AbstractIn this study plein air painting practice is used to explore encounters with Eastern Arrernte country, Central Australia, and test the notion that this practice can support caring for country. Central Australia bears the visible legacy of violent colonial practices. The European landscape painting tradition has been associated with colonisation. This study draws on techniques, materials, and strategies from that tradition to give an account of place that is problematised, inquiring, and aligned with post colonial thought. Its practice-‐based research methodology is informed by Indigenous research approaches and Arrernte protocols for community conversations about country.

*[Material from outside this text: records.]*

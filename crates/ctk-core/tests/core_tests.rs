use ctk_core::{
    observe_direct, parse_created_run, Condition, ExecutionMode, RunKind, RunLifecycle, RunStatus, Scope, WaitOutcome,
    WatchEvent,
};

#[test]
fn test_scope_creation() {
    let a = Scope::new(ExecutionMode::Direct);
    let b = Scope::new(ExecutionMode::Direct);
    assert_ne!(a.id, b.id);
    assert_eq!(a.namespace(), a.id.as_str());
}

#[test]
fn test_apply_output_drives_lifecycle() {
    let out = "stepaction.tekton.dev/echo-q1w2e created\ntaskrun.tekton.dev/echo-run-q1w2e created\n";
    let run = parse_created_run(out).unwrap();
    assert_eq!(run.kind, RunKind::TaskRun);

    let mut lc = RunLifecycle::new();
    lc.submitted(run).unwrap();
    lc.watching().unwrap();

    let pending = WatchEvent::Added(RunStatus {
        conditions: vec![Condition { type_: "Succeeded".into(), status: "Unknown".into(), reason: None, message: None }],
    });
    assert_eq!(observe_direct(&pending, "Succeeded"), None);

    let done = WatchEvent::Modified(RunStatus {
        conditions: vec![Condition {
            type_: "Succeeded".into(),
            status: "True".into(),
            reason: Some("Succeeded".into()),
            message: None,
        }],
    });
    let outcome = observe_direct(&done, "Succeeded").unwrap();
    lc.finish(outcome).unwrap();
    assert_eq!(lc.outcome(), Some(&WaitOutcome::Succeeded));
}
pub mod assert;
pub mod cluster;
pub mod config;
pub mod controller;
pub mod doctor;
pub mod expect;
pub mod harness;
pub mod scope;

pub use assert::*;
pub use cluster::*;
pub use config::*;
pub use controller::*;
pub use doctor::*;
pub use expect::*;
pub use harness::*;
pub use scope::*;
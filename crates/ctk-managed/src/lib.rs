pub mod gcloud;
pub mod poll;

pub use gcloud::*;
//
// Copyright (c) 2023 ZettaScale Technology
//
// This program and the accompanying materials are made available under the
// terms of the Eclipse Public License 2.0 which is available at
// http://www.eclipse.org/legal/epl-2.0, or the Apache License, Version 2.0
// which is available at https://www.apache.org/licenses/LICENSE-2.0.
//
// SPDX-License-Identifier: EPL-2.0 OR Apache-2.0
//
// Contributors:
//   ZettaScale Zenoh Team, <zenoh@zettascale.tech>
//
use super::{canon::Canonize, keyexpr};
use core::{
    convert::TryFrom,
    fmt,
    ops::{Deref, Div},
    str::FromStr,
};
use keyspace_result::Error;
use std::sync::Arc;

/// A [`Arc<str>`] newtype that is statically known to be a valid key expression.
///
/// See [`keyexpr`](super::borrowed::keyexpr).
#[derive(Clone, PartialEq, Eq, Hash, serde::Deserialize, serde::Serialize)]
#[serde(try_from = "String")]
#[serde(into = "String")]
pub struct OwnedKeyExpr(pub(crate) Arc<str>);

impl OwnedKeyExpr {
    /// Equivalent to `<OwnedKeyExpr as TryFrom>::try_from(t)`.
    ///
    /// Will return an Err if `t` isn't a valid key expression.
    /// Note that to be considered a valid key expression, a string MUST be canon.
    ///
    /// [`OwnedKeyExpr::autocanonize`] is an alternative constructor that will canonize the passed expression before constructing it.
    pub fn new<T, E>(t: T) -> Result<Self, E>
    where
        Self: TryFrom<T, Error = E>,
    {
        Self::try_from(t)
    }

    /// Canonizes the passed value before returning it as an `OwnedKeyExpr`.
    ///
    /// Will return Err if the passed value isn't a valid key expression despite canonization.
    pub fn autocanonize<T, E>(mut t: T) -> Result<Self, E>
    where
        Self: TryFrom<T, Error = E>,
        T: Canonize,
    {
        t.canonize();
        Self::new(t)
    }

    /// # Safety
    /// Key Expressions must follow some rules to be accepted by a keyspace session.
    /// Ensuring these rules are respected is the caller's responsibility.
    pub unsafe fn from_string_unchecked(s: String) -> Self {
        Self::from_boxed_str_unchecked(s.into_boxed_str())
    }

    /// # Safety
    /// Key Expressions must follow some rules to be accepted by a keyspace session.
    /// Ensuring these rules are respected is the caller's responsibility.
    pub unsafe fn from_boxed_str_unchecked(s: Box<str>) -> Self {
        OwnedKeyExpr(s.into())
    }
}

#[allow(clippy::suspicious_arithmetic_impl)]
impl Div<&keyexpr> for OwnedKeyExpr {
    type Output = Self;
    fn div(self, rhs: &keyexpr) -> Self::Output {
        &self / rhs
    }
}

#[allow(clippy::suspicious_arithmetic_impl)]
impl Div<&keyexpr> for &OwnedKeyExpr {
    type Output = OwnedKeyExpr;
    fn div(self, rhs: &keyexpr) -> Self::Output {
        let lhs: &keyexpr = self;
        lhs / rhs
    }
}

#[test]
fn div() {
    let a = OwnedKeyExpr::new("a").unwrap();
    let b = keyexpr::new("b").unwrap();
    let k = a / b;
    assert_eq!(k.as_str(), "a/b");

    let a = OwnedKeyExpr::new("a/**").unwrap();
    let b = keyexpr::new("**/b").unwrap();
    assert_eq!((&a / b).as_str(), "a/**/b");
    let c = keyexpr::new("**").unwrap();
    assert_eq!((a / c).as_str(), "a/**");
}

impl fmt::Debug for OwnedKeyExpr {
    fn fmt(&self, f: &mut fmt::Formatter<'_>) -> fmt::Result {
        fmt::Debug::fmt(self.as_str(), f)
    }
}

impl fmt::Display for OwnedKeyExpr {
    fn fmt(&self, f: &mut fmt::Formatter<'_>) -> fmt::Result {
        f.write_str(self.as_str())
    }
}

impl Deref for OwnedKeyExpr {
    type Target = keyexpr;
    fn deref(&self) -> &Self::Target {
        unsafe { keyexpr::from_str_unchecked(&self.0) }
    }
}

impl AsRef<str> for OwnedKeyExpr {
    fn as_ref(&self) -> &str {
        &self.0
    }
}

impl FromStr for OwnedKeyExpr {
    type Err = Error;
    fn from_str(s: &str) -> Result<Self, Self::Err> {
        Self::try_from(s.to_owned())
    }
}

impl TryFrom<&str> for OwnedKeyExpr {
    type Error = Error;
    fn try_from(s: &str) -> Result<Self, Self::Error> {
        Self::try_from(s.to_owned())
    }
}

impl TryFrom<String> for OwnedKeyExpr {
    type Error = Error;
    fn try_from(value: String) -> Result<Self, Self::Error> {
        <&keyexpr as TryFrom<&str>>::try_from(value.as_str())?;
        Ok(Self(value.into()))
    }
}

impl<'a> From<&'a keyexpr> for OwnedKeyExpr {
    fn from(val: &'a keyexpr) -> Self {
        OwnedKeyExpr(Arc::from(val.as_str()))
    }
}

impl From<OwnedKeyExpr> for Arc<str> {
    fn from(ke: OwnedKeyExpr) -> Self {
        ke.0
    }
}

impl From<OwnedKeyExpr> for String {
    fn from(ke: OwnedKeyExpr) -> Self {
        ke.as_str().to_owned()
    }
}

impl PartialEq<str> for OwnedKeyExpr {
    fn eq(&self, other: &str) -> bool {
        self.as_str() == other
    }
}

impl PartialEq<keyexpr> for OwnedKeyExpr {
    fn eq(&self, other: &keyexpr) -> bool {
        self.as_str() == other.as_str()
    }
}

#[test]
fn serde_goes_through_validation() {
    let ke: OwnedKeyExpr = serde_json::from_str("\"a/*/b\"").unwrap();
    assert_eq!(ke.as_str(), "a/*/b");
    assert_eq!(serde_json::to_string(&ke).unwrap(), "\"a/*/b\"");
    assert!(serde_json::from_str::<OwnedKeyExpr>("\"a//b\"").is_err());
    assert!(serde_json::from_str::<OwnedKeyExpr>("\"**/*\"").is_err());
}
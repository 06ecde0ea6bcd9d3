//
// Copyright (c) 2023 ZettaScale Technology
//
// This program and the accompanying materials are made available under the
// terms of the Eclipse Public License 2.0 which is available at
// http://www.eclipse.org/legal/epl-2.0, or the Apache License, Version 2.0
// which is available at https://www.apache.org/licenses/LICENSE-2.0.
//
// SPDX-License-Identifier: EPL-2.0 OR Apache-2.0
//
// Contributors:
//   ZettaScale Zenoh Team, <zenoh@zettascale.tech>
//
use criterion::{criterion_group, criterion_main, Criterion};

use keyspace_keyexpr::{
    intersect::{ClassicIntersector, Intersector, DEFAULT_INTERSECTOR},
    keyexpr, OwnedKeyExpr,
};
use rand::SeedableRng;

fn run_intersections<const N: usize>(pool: [(&keyexpr, &keyexpr); N]) {
    for (l, r) in pool {
        l.intersects(r);
    }
}

fn run_inclusions<const N: usize>(pool: [(&keyexpr, &keyexpr); N]) {
    for (l, r) in pool {
        l.includes(r);
    }
}

fn double_wild_chain(n: usize, last: &str) -> OwnedKeyExpr {
    let mut ke = String::new();
    for _ in 0..n {
        ke.push_str("**/a/");
    }
    ke.push_str(last);
    OwnedKeyExpr::new(ke).unwrap()
}

fn criterion_benchmark(c: &mut Criterion) {
    c.bench_function("bench_key_expr_same_str_with_seps", |b| {
        let data = [(
            "a/a/a/a/a/a/a/a/a/a/a/a/a/a/a/a/a/a/a/a/a/a/a/a/a/a/a/a/a/a/a/a",
            "a/a/a/a/a/a/a/a/a/a/a/a/a/a/a/a/a/a/a/a/a/a/a/a/a/a/a/a/a/a/a/a",
        )]
        .map(|(l, r)| (keyexpr::new(l).unwrap(), keyexpr::new(r).unwrap()));
        b.iter(|| run_intersections(data))
    });
    c.bench_function("bench_key_expr_double_star", |b| {
        let data = [(
            "**",
            "a/a/a/a/a/a/a/a/a/a/a/a/a/a/a/a/a/a/a/a/a/a/a/a/a/a/a/a/a/a/a/a",
        )]
        .map(|(l, r)| (keyexpr::new(l).unwrap(), keyexpr::new(r).unwrap()));
        b.iter(|| run_intersections(data))
    });
    c.bench_function("bench_key_expr_many_exprs", |b| {
        let data = [
            ("a", "a"),
            ("a/b", "a/b"),
            ("*", "abc"),
            ("ab$*", "abcd"),
            ("ab$*d", "abcd"),
            ("a/*/c/*/e", "a/b/c/d/e"),
            ("a/$*b/c/$*d/e", "a/xb/c/xd/e"),
            ("ab$*cd", "abxxcxxcd"),
            ("**", "a/b/c"),
            ("a/**", "a"),
            ("**/xyz", "a/b/xyz/d/e/f/xyz"),
            ("**/xyz$*xyz", "a/b/xyz/d/e/f/xyz"),
            ("a/**/c/**/e", "a/b/b/b/c/d/d/d/e"),
            ("a/**/c/*/e/*", "a/b/b/b/c/d/d/c/d/e/f"),
            ("x/a$*d$*e", "x/a$*c$*e"),
            ("x/$*d", "x/$*e"),
        ]
        .map(|(l, r)| (keyexpr::new(l).unwrap(), keyexpr::new(r).unwrap()));
        b.iter(|| run_intersections(data));
    });
    c.bench_function("bench_key_expr_many_exprs_includes", |b| {
        let data = [
            ("*", "abc"),
            ("ab$*", "abcd"),
            ("a/*/c/*/e", "a/b/c/d/e"),
            ("ab$*cd", "abxxcxxcd"),
            ("**", "a/b/c"),
            ("**/xyz", "a/b/xyz/d/e/f/xyz"),
            ("a/**/c/**/e", "a/b/b/b/c/d/d/d/e"),
            ("x/a$*e", "x/a$*d$*e"),
            ("x/$*c$*", "x/abc$*"),
        ]
        .map(|(l, r)| (keyexpr::new(l).unwrap(), keyexpr::new(r).unwrap()));
        b.iter(|| run_inclusions(data));
    });
    for n in [4, 8, 10] {
        let left = double_wild_chain(n, "c");
        let right = double_wild_chain(n, "d");
        c.bench_function(&format!("bench_double_wild_chain_{n}_table"), |b| {
            b.iter(|| DEFAULT_INTERSECTOR.intersect(&*left, &*right))
        });
        c.bench_function(&format!("bench_double_wild_chain_{n}_classic"), |b| {
            b.iter(|| ClassicIntersector.intersect(&*left, &*right))
        });
        c.bench_function(&format!("bench_double_wild_chain_{n}_includes"), |b| {
            b.iter(|| left.includes(&right))
        });
    }
    c.bench_function("bench_keyexpr_matching", |b| {
        use rand::Rng;
        let sites = (1..10).map(|n| format!("site_{}", n)).collect::<Vec<_>>();
        let robots = (1..10).map(|n| format!("robot_{}", n)).collect::<Vec<_>>();
        let sensors = ["temperature", "battery", "position"];
        let mut all_existing = Vec::new();
        for site in &sites {
            for robot in &robots {
                for sensor in sensors {
                    all_existing.push(
                        OwnedKeyExpr::new(format!("{}/{}/{}", site, robot, sensor)).unwrap(),
                    );
                }
            }
        }
        let mut rng = rand::rngs::StdRng::from_seed([32; 32]);
        let mut routes: Vec<OwnedKeyExpr> = ["**", "*/**", "**/site_1/**", "**/battery"]
            .into_iter()
            .map(|s| OwnedKeyExpr::new(s).unwrap())
            .collect();
        for _ in 0..100 {
            let selected = &all_existing[rng.gen_range(0..all_existing.len())];
            routes.push(selected.clone());
            routes.push(selected.join("**").unwrap());
        }
        b.iter(|| {
            for route in &all_existing {
                routes.iter().filter(|r| r.intersects(route)).count();
            }
        });
    });
}

criterion_group!(benches, criterion_benchmark);
criterion_main!(benches);
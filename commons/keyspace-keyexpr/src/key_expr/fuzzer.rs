//
// Copyright (c) 2023 ZettaScale Technology
//
// This program and the accompanying materials are made available under the
// terms of the Eclipse Public License 2.0 which is available at
// http://www.eclipse.org/legal/epl-2.0, or the Apache License, Version 2.0
// which is available at https://www.apache.org/licenses/LICENSE-2.0.
//
// SPDX-License-Identifier: EPL-2.0 OR Apache-2.0
//
// Contributors:
//   ZettaScale Zenoh Team, <zenoh@zettascale.tech>
//
//! Random canon key expressions for property tests.
use super::OwnedKeyExpr;
use rand::{distributions::Uniform, Rng};

const MAX_CHUNKS: usize = 6;

/// Letters, with a `$*` between some of them. Never empty, never a lone `$*`.
fn word(rng: &mut impl Rng, out: &mut String) {
    let letters = Uniform::from(b'a'..=b'b');
    let pieces = rng.gen_range(1..=3);
    for piece in 0..pieces {
        if piece > 0 || rng.gen_bool(0.15) {
            out.push_str("$*");
        }
        out.push(rng.sample(letters) as char);
    }
    if rng.gen_bool(0.15) {
        out.push_str("$*");
    }
}

fn expression(rng: &mut impl Rng) -> String {
    let mut out = String::new();
    for i in 0..rng.gen_range(1..=MAX_CHUNKS) {
        if i > 0 {
            out.push('/');
        }
        match rng.gen_range(0u8..8) {
            0 | 1 => out.push('*'),
            2 => out.push_str("**"),
            _ => word(rng, &mut out),
        }
    }
    out
}

/// An endless iterator of random canon key expressions.
///
/// Chunks are drawn from a two-letter alphabet so that random pairs regularly intersect.
pub struct KeyExprFuzzer<R: Rng>(pub R);

impl<R: Rng> Iterator for KeyExprFuzzer<R> {
    type Item = OwnedKeyExpr;
    fn next(&mut self) -> Option<OwnedKeyExpr> {
        loop {
            if let Ok(ke) = OwnedKeyExpr::autocanonize(expression(&mut self.0)) {
                return Some(ke);
            }
        }
    }
}

#[test]
fn yields_canon_expressions() {
    use rand::SeedableRng;
    let rng = rand::rngs::StdRng::seed_from_u64(7);
    for ke in KeyExprFuzzer(rng).take(500) {
        let mut again = ke.to_string();
        super::canon::Canonize::canonize(&mut again);
        assert_eq!(ke.as_str(), again);
        assert!(!ke.contains("$*$*"));
    }
}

The thesis comprises two exhibitions of paintings and an exegesis of 45,000 words. The exegesis provides a context for the paintings, and describes the experience of painting in country through five key metaphors: thirst, beauty, haunting, portraits, and lost landscapes. ‘Thirst’ explores the desires driving plein air painting, and gives a phenomenological account of this practice as
a discipline fostering relatedness to place. ‘Trouble with beauty’ asks how painting practice addresses the co-existence of beauty and damage. European ideals of the picturesque and the sublime are considered alongside Arrernte perceptions of beauty in country. ‘Haunting’ asks how absence is expressed in plein air painting. It compares the trope of melancholy to sadness expressed by Arrernte people, and cites early contact histories in Central Australia as the context for such sadness. ‘Portraits’ examines the use of portrait painting to question narratives of place, and explores the notion of ‘portraits of place’. ‘Lost landscapes’ considers the assertion that contemporary Australian landscape painting is primarily concerned with loss. It asks how landscapes are lost and regained, and how painting can assert continuity of connection with country. It looks at painting as a conduit for memories of places lost through migration.
The study concludes that plein air painting offers a model for encountering place that is non-violent, respectful, and may serve to restore suppressed narratives of place. For the painter, and potentially for viewers of the work, painting facilitates the quest for ethical relationships with country, and therefore has a role in caring for country.